-- RECORDED INFORMATION follows --

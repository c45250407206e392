//! Opening the store and the identity before the node starts.

use thiserror::Error;
use tracing::info;

use murmur_core::{CoreError, User};
use murmur_store::{Database, StoreError};

use crate::config::DaemonConfig;

#[derive(Debug, Error)]
pub enum StartupError {
    #[error("MURMUR_PASSWORD is not set")]
    MissingPassword,

    #[error("wrong password for {0}")]
    WrongPassword(String),

    #[error("no identity in the store yet; set MURMUR_USER_NAME to create one")]
    MissingUserName,

    #[error(transparent)]
    Store(#[from] StoreError),

    #[error(transparent)]
    Core(#[from] CoreError),
}

pub fn open_database(config: &DaemonConfig) -> Result<Database, StartupError> {
    let db = match &config.db_path {
        Some(path) => Database::open_at(path)?,
        None => Database::new()?,
    };
    unlock(&db, config)?;
    Ok(db)
}

/// Verify the password against an existing store, or set it on a new one.
pub fn unlock(db: &Database, config: &DaemonConfig) -> Result<(), StartupError> {
    let password = config.password.as_deref().ok_or(StartupError::MissingPassword)?;

    if db.is_initialized() {
        if !db.verify_pass(password) {
            let location = db
                .path()
                .map(|p| p.display().to_string())
                .unwrap_or_else(|| "the store".into());
            return Err(StartupError::WrongPassword(location));
        }
        info!("store unlocked");
    } else {
        db.set_pass(password)?;
        info!("new store initialised");
    }
    Ok(())
}

/// Load the identity, creating it from `MURMUR_USER_NAME` on first run.
pub fn ensure_user(db: &Database, config: &DaemonConfig) -> Result<User, StartupError> {
    if User::exists(db)? {
        return Ok(User::load(db)?);
    }
    let name = config.user_name.as_deref().ok_or(StartupError::MissingUserName)?;
    let user = User::create(db, name)?;
    info!(name = %user.name, "identity created");
    Ok(user)
}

-- RECORDED INFORMATION concluded --

Look over the material and return every line where the word "StoreError" is found.

use murmur_store::{Database, StoreError};
    Store(#[from] StoreError),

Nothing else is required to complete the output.